//! Full-pipeline scenarios: packets in, classified snapshot out.

use std::net::{IpAddr, Ipv4Addr};
use std::sync::Arc;
use std::time::{Duration, Instant};

use flowguard::capture::{PacketSource, SourceEvent};
use flowguard::core::{Flow, FlowKey, IpProtocol, PacketMeta, TcpFlags, TcpMeta};
use flowguard::detect::{DetectorConfig, RuleDetectors};
use flowguard::engine::{
    Engine, EngineConfig, EngineStats, EventQueue, Orchestrator, OrchestratorConfig, RuleEvent,
    SnapshotPublisher, ThreatLevel,
};
use flowguard::features::FeatureSchema;
use flowguard::flow_table::{CompletedQueue, FlowConfig, FlowTable};

fn tcp_packet(
    src: [u8; 4],
    sp: u16,
    dst: [u8; 4],
    dp: u16,
    flags: u8,
    ts: Instant,
) -> PacketMeta {
    let mut pkt = PacketMeta::new(
        IpAddr::V4(Ipv4Addr::from(src)),
        IpAddr::V4(Ipv4Addr::from(dst)),
        IpProtocol::Tcp,
    );
    pkt.ts = ts;
    pkt.src_port = sp;
    pkt.dst_port = dp;
    pkt.total_len = 60;
    pkt.tcp = Some(TcpMeta {
        flags: TcpFlags::from_u8(flags),
        window: 64240,
        header_len: 20,
    });
    pkt
}

struct Harness {
    table: Arc<FlowTable>,
    completed: Arc<CompletedQueue>,
    detectors: RuleDetectors,
    rule_events: Arc<EventQueue<RuleEvent>>,
    orchestrator: Orchestrator,
    snapshot: flowguard::SnapshotHandle,
}

impl Harness {
    fn new() -> Self {
        let flow_config = FlowConfig::default();
        let completed = Arc::new(CompletedQueue::new(flow_config.completed_capacity));
        let table = Arc::new(FlowTable::new(flow_config));
        let detectors = RuleDetectors::new(DetectorConfig::default()).unwrap();
        let rule_events = Arc::new(EventQueue::new(512));
        let samples: Arc<EventQueue<Flow>> = Arc::new(EventQueue::new(256));
        let publisher = SnapshotPublisher::new(None);
        let snapshot = publisher.handle();
        let orchestrator = Orchestrator::new(
            OrchestratorConfig::default(),
            Arc::clone(&table),
            Arc::clone(&completed),
            Arc::clone(&rule_events),
            samples,
            None,
            FeatureSchema::default(),
            publisher,
            Arc::new(EngineStats::default()),
        );
        Self {
            table,
            completed,
            detectors,
            rule_events,
            orchestrator,
            snapshot,
        }
    }

    /// Mirror of the engine's per-packet ingest path
    fn feed(&mut self, pkt: &PacketMeta) {
        let alert = self.detectors.on_packet(pkt);
        let (_, flow) = self
            .table
            .ingest(pkt, alert.as_ref().map(|a| a.kind), &self.completed);
        if let Some(alert) = alert {
            self.rule_events.push(RuleEvent { alert, flow });
        }
    }
}

#[test]
fn both_directions_share_one_flow() {
    let mut h = Harness::new();
    let base = Instant::now();

    let fwd = tcp_packet([10, 0, 0, 1], 1000, [10, 0, 0, 2], 8443, 0x18, base);
    let bwd = tcp_packet([10, 0, 0, 2], 8443, [10, 0, 0, 1], 1000, 0x18, base);
    h.feed(&fwd);
    h.feed(&bwd);

    assert_eq!(h.table.active_count(), 1);
    let (k1, _) = FlowKey::from_packet(&fwd);
    let (k2, _) = FlowKey::from_packet(&bwd);
    assert_eq!(k1, k2);
}

#[test]
fn fin_completes_flow_into_one_record() {
    let mut h = Harness::new();
    let base = Instant::now();
    let client = [10, 0, 0, 1];
    let server = [10, 0, 0, 2];

    // 5 client packets (the last carries FIN) and 3 server packets
    for i in 0..4u64 {
        h.feed(&tcp_packet(
            client,
            1000,
            server,
            8443,
            0x18,
            base + Duration::from_millis(i * 10),
        ));
    }
    for i in 0..3u64 {
        h.feed(&tcp_packet(
            server,
            8443,
            client,
            1000,
            0x18,
            base + Duration::from_millis(40 + i * 10),
        ));
    }
    h.feed(&tcp_packet(
        client,
        1000,
        server,
        8443,
        0x11, // FIN+ACK
        base + Duration::from_millis(80),
    ));

    assert_eq!(h.table.active_count(), 0);
    assert_eq!(h.completed.len(), 1);

    h.orchestrator.tick(base + Duration::from_millis(100));
    let snap = h.snapshot.latest();
    assert_eq!(snap.traffic.len(), 1);
    // Client is the canonically smaller endpoint here
    assert_eq!(snap.traffic[0].fwd_packets, 5);
    assert_eq!(snap.traffic[0].bwd_packets, 3);
    assert_eq!(snap.traffic[0].dest_port, 8443);
    assert!(snap.alerts.is_empty());
}

#[test]
fn injection_on_fin_packet_beats_the_model() {
    let mut h = Harness::new();
    let base = Instant::now();

    h.feed(&tcp_packet([10, 0, 0, 1], 1000, [10, 0, 0, 2], 80, 0x18, base));
    let mut fin = tcp_packet(
        [10, 0, 0, 1],
        1000,
        [10, 0, 0, 2],
        80,
        0x11,
        base + Duration::from_millis(10),
    );
    fin.payload = b"id=1 union select password from users".to_vec();
    h.feed(&fin);

    assert_eq!(h.table.active_count(), 0);
    h.orchestrator.tick(base + Duration::from_millis(500));
    let snap = h.snapshot.latest();

    // The verdict reached the flow even though it completed on the same
    // packet: every record for it is rule-labeled, nothing model-scored
    assert!(!snap.traffic.is_empty());
    for record in &snap.traffic {
        assert_eq!(record.label, "SQL-Injection");
        assert_eq!(record.detection_method, "rule");
        assert_eq!(record.fwd_packets, 2);
    }
    assert_eq!(snap.alerts.len(), 1);
    assert_eq!(snap.alerts[0].record.label, "SQL-Injection");
}

#[test]
fn flood_raises_critical_rule_alert() {
    let mut h = Harness::new();
    let base = Instant::now();

    // 150 SYNs inside one second from a single source
    for i in 0..150u64 {
        h.feed(&tcp_packet(
            [203, 0, 113, 50],
            40000,
            [10, 0, 0, 2],
            80,
            0x02,
            base + Duration::from_micros(i * 6_000),
        ));
    }

    h.orchestrator.tick(base + Duration::from_secs(1));
    let snap = h.snapshot.latest();

    assert!(!snap.alerts.is_empty());
    let labels: Vec<&str> = snap.alerts.iter().map(|a| a.record.label.as_str()).collect();
    assert!(labels.contains(&"DDoS"), "expected a DDoS alert, got {labels:?}");
    for alert in &snap.alerts {
        assert_eq!(alert.record.detection_method, "rule");
        assert_eq!(alert.record.confidence, 99.0);
        assert_eq!(alert.threat_level, ThreatLevel::Critical);
    }
    // No model is configured, so nothing can be model-labeled
    assert!(snap
        .traffic
        .iter()
        .all(|r| r.detection_method == "rule" || r.label == "BENIGN"));
}

#[test]
fn idle_flows_expire_on_sweep() {
    let mut h = Harness::new();
    let base = Instant::now();

    h.feed(&tcp_packet([10, 0, 0, 1], 1000, [10, 0, 0, 2], 8443, 0x18, base));
    h.feed(&tcp_packet(
        [10, 0, 0, 1],
        1000,
        [10, 0, 0, 2],
        8443,
        0x18,
        base + Duration::from_millis(10),
    ));
    assert_eq!(h.table.active_count(), 1);

    // Under the 2s idle timeout: flow stays
    h.orchestrator.tick(base + Duration::from_secs(1));
    assert_eq!(h.table.active_count(), 1);

    // Past it: swept, classified, published
    h.orchestrator.tick(base + Duration::from_secs(4));
    assert_eq!(h.table.active_count(), 0);
    assert_eq!(h.snapshot.latest().traffic.len(), 1);
}

#[test]
fn traffic_buffer_keeps_newest_200() {
    let mut h = Harness::new();
    let base = Instant::now();

    for i in 0..250u16 {
        let sp = 1000 + i;
        let flow_start = base + Duration::from_millis(u64::from(i));
        h.feed(&tcp_packet([10, 0, 0, 1], sp, [10, 0, 0, 2], 8443, 0x18, flow_start));
        h.feed(&tcp_packet(
            [10, 0, 0, 2],
            8443,
            [10, 0, 0, 1],
            sp,
            0x11,
            flow_start + Duration::from_micros(100),
        ));
    }

    h.orchestrator.tick(base + Duration::from_secs(1));
    let snap = h.snapshot.latest();
    assert_eq!(snap.traffic.len(), 200);
}

#[test]
fn single_packet_flows_never_published() {
    let mut h = Harness::new();
    let base = Instant::now();

    // A lone RST completes its flow immediately with one packet
    h.feed(&tcp_packet([10, 0, 0, 9], 2000, [10, 0, 0, 2], 8443, 0x04, base));
    h.orchestrator.tick(base + Duration::from_millis(500));

    assert!(h.snapshot.latest().traffic.is_empty());
}

/// Deterministic in-memory packet source for driving the whole engine
struct ScriptedSource {
    packets: std::vec::IntoIter<PacketMeta>,
}

impl PacketSource for ScriptedSource {
    fn next_event(&mut self) -> anyhow::Result<SourceEvent> {
        match self.packets.next() {
            Some(pkt) => Ok(SourceEvent::Packet(pkt)),
            None => Ok(SourceEvent::Eof),
        }
    }

    fn name(&self) -> &str {
        "scripted"
    }
}

#[tokio::test]
async fn engine_drains_everything_on_source_exhaustion() {
    let base = Instant::now();
    let mut packets = Vec::new();

    // One clean exchange ending in FIN
    for i in 0..3u64 {
        packets.push(tcp_packet(
            [10, 0, 0, 1],
            1000,
            [10, 0, 0, 2],
            8443,
            0x18,
            base + Duration::from_millis(i * 5),
        ));
    }
    packets.push(tcp_packet(
        [10, 0, 0, 1],
        1000,
        [10, 0, 0, 2],
        8443,
        0x11,
        base + Duration::from_millis(20),
    ));

    // One brute-force burst against SSH
    for i in 0..12u64 {
        packets.push(tcp_packet(
            [203, 0, 113, 7],
            41000 + i as u16,
            [10, 0, 0, 2],
            22,
            0x02,
            base + Duration::from_millis(i * 100),
        ));
    }

    let source = Box::new(ScriptedSource {
        packets: packets.into_iter(),
    });
    let engine = Engine::new(
        EngineConfig::default(),
        FlowConfig::default(),
        DetectorConfig::default(),
        OrchestratorConfig::default(),
        source,
        None,
        FeatureSchema::default(),
        None,
    )
    .unwrap();
    let snapshot = engine.snapshot_handle();

    let (_shutdown_tx, shutdown_rx) = tokio::sync::watch::channel(false);
    engine.run(shutdown_rx).await.unwrap();

    let snap = snapshot.latest();
    assert!(
        snap.traffic.iter().any(|r| r.dest_port == 8443),
        "FIN-completed flow missing from traffic"
    );
    assert!(
        snap.alerts
            .iter()
            .any(|a| a.record.label == "SSH-Brute-Force"),
        "brute-force alert missing"
    );
}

* * *

Work order
Stopping at the line containing "let samples: Arc<EventQueue<Flow>>", please repeat exactly every line from the very start of the entries, that line included, and nothing more.

Finished exercise
//! Full-pipeline scenarios: packets in, classified snapshot out.

use std::net::{IpAddr, Ipv4Addr};
use std::sync::Arc;
use std::time::{Duration, Instant};

use flowguard::capture::{PacketSource, SourceEvent};
use flowguard::core::{Flow, FlowKey, IpProtocol, PacketMeta, TcpFlags, TcpMeta};
use flowguard::detect::{DetectorConfig, RuleDetectors};
use flowguard::engine::{
    Engine, EngineConfig, EngineStats, EventQueue, Orchestrator, OrchestratorConfig, RuleEvent,
    SnapshotPublisher, ThreatLevel,
};
use flowguard::features::FeatureSchema;
use flowguard::flow_table::{CompletedQueue, FlowConfig, FlowTable};

fn tcp_packet(
    src: [u8; 4],
    sp: u16,
    dst: [u8; 4],
    dp: u16,
    flags: u8,
    ts: Instant,
) -> PacketMeta {
    let mut pkt = PacketMeta::new(
        IpAddr::V4(Ipv4Addr::from(src)),
        IpAddr::V4(Ipv4Addr::from(dst)),
        IpProtocol::Tcp,
    );
    pkt.ts = ts;
    pkt.src_port = sp;
    pkt.dst_port = dp;
    pkt.total_len = 60;
    pkt.tcp = Some(TcpMeta {
        flags: TcpFlags::from_u8(flags),
        window: 64240,
        header_len: 20,
    });
    pkt
}

struct Harness {
    table: Arc<FlowTable>,
    completed: Arc<CompletedQueue>,
    detectors: RuleDetectors,
    rule_events: Arc<EventQueue<RuleEvent>>,
    orchestrator: Orchestrator,
    snapshot: flowguard::SnapshotHandle,
}

impl Harness {
    fn new() -> Self {
        let flow_config = FlowConfig::default();
        let completed = Arc::new(CompletedQueue::new(flow_config.completed_capacity));
        let table = Arc::new(FlowTable::new(flow_config));
        let detectors = RuleDetectors::new(DetectorConfig::default()).unwrap();
        let rule_events = Arc::new(EventQueue::new(512));
        let samples: Arc<EventQueue<Flow>> = Arc::new(EventQueue::new(256));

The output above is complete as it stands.